18.04.2017 09:45 |

Viertes Todesopfer

Erneut kritischer Journalist in Mexiko erschossen

Unbekannte haben in Mexiko erneut einen Journalisten auf offener Straße erschossen. Maximino Rodriguez Palacios wurde am Freitag vor einem Geschäft im Bundesstaat Baja California Sur im Nordwesten des Landes getötet, als er mit seinem Auto dort hielt, wie sein Arbeitgeber, das Nachrichtenportal "Colectivo Pericu", berichtete.

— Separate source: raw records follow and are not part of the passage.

//! Provision command.
//!
//! Runs the file-level provisioning steps (checkout, secrets, env merge,
//! compose toggle) without invoking docker. Useful for inspecting what
//! `up` would write before launching anything.

use crate::cli::output;
use crate::core::constants;
use crate::error::Result;

/// Provision secrets and config files without touching docker.
pub fn execute() -> Result<()> {
    super::up::provision_files()?;

    output::success("environment provisioned");
    output::dimmed(&format!(
        "secrets persisted to {}, merged env written to {}",
        constants::ROOT_ENV_FILE,
        constants::SUPABASE_ENV_TARGET
    ));
    output::hint(&format!("run {} to start the stack", output::cmd("deckhand up")));

    Ok(())
}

Seine Frau, die auf einen Rollstuhl angewiesen sei, sei bei dem Mordanschlag in der Stadt La Paz dabei gewesen, selbst aber unverletzt geblieben. Die mexikanische Staatsanwaltschaft bestätigte den Mord an dem 71-jährigen Journalisten. Die Ermittler untersuchten derzeit Patronenhülsen vom Tatort. Dem Nachrichtenportal zufolge sollen die Täter schwere Waffen verwendet haben.

Nach ersten Berichten fielen die Schüsse auf Rodriguez, als dieser auf einem Behindertenparkplatz hielt und nach einem Rollstuhl für seine Frau fragte. "Colectivo Pericu" forderte die Behörden auf, die Tat aufzuklären sowie "die vielen anderen Verbrechen, die nicht geahndet wurden".

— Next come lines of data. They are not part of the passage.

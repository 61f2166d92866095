//! n8n webhook relay adapter.
//!
//! Forwards the last inbound chat message to a workflow webhook and
//! relays the reply back, emitting rate-limited status events to a
//! caller-supplied sink. Embedded as a library by a chat host; every
//! failure is surfaced to the host as a plain reply string, never as a
//! panic or process exit.

pub mod client;
pub mod status;

pub use client::{ChatMessage, RelayClient, RelayConfig, RelayContext};
pub use status::{StatusData, StatusEmitter, StatusEvent, StatusSink};
//! Supabase sparse checkout bootstrap.
//!
//! Only the `docker/` subtree of the Supabase repository is needed, so
//! the clone is blobless with cone sparse-checkout.

use std::path::Path;

use tracing::info;

use crate::core::exec::run_command;
use crate::error::Result;

const SUPABASE_REPO_URL: &str = "https://github.com/supabase/supabase.git";

/// Ensure a usable Supabase checkout exists at `dir`.
///
/// - Missing directory: sparse clone limited to `docker/`.
/// - Directory with `.git`: pull the latest.
/// - Directory without `.git`: vendored checkout, leave it alone.
///
/// # Errors
///
/// Returns `CommandFailed` if any git invocation exits non-zero.
pub fn ensure_supabase_checkout(dir: &Path) -> Result<()> {
    let dir_str = dir.to_string_lossy().into_owned();

    if !dir.exists() {
        info!("cloning the supabase repository");
        run_command(
            "git",
            &[
                "clone",
                "--filter=blob:none",
                "--no-checkout",
                SUPABASE_REPO_URL,
                dir_str.as_str(),
            ],
        )?;
        run_command(
            "git",
            &["-C", dir_str.as_str(), "sparse-checkout", "init", "--cone"],
        )?;
        run_command(
            "git",
            &["-C", dir_str.as_str(), "sparse-checkout", "set", "docker"],
        )?;
        run_command("git", &["-C", dir_str.as_str(), "checkout", "master"])?;
        return Ok(());
    }

    if dir.join(".git").exists() {
        info!("supabase repository already exists, updating");
        run_command("git", &["-C", dir_str.as_str(), "pull"])?;
    } else {
        info!("supabase directory exists without .git, skipping update");
    }

    Ok(())
}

Mit Rodriguez ist bereits der vierte Journalist innerhalb von sechs Wochen in Mexiko getötet worden. Mexiko wird von Drogenkriminalität geplagt und steht nach Angaben der Organisation Reporter ohne Grenzen bei der Zahl getöteter Journalisten an dritter Stelle hinter Syrien und Afghanistan. Laut einer Sprecherin der Organisation habe Rodriguez in seiner langen Karriere "sehr stark, sehr kritisch" berichtet.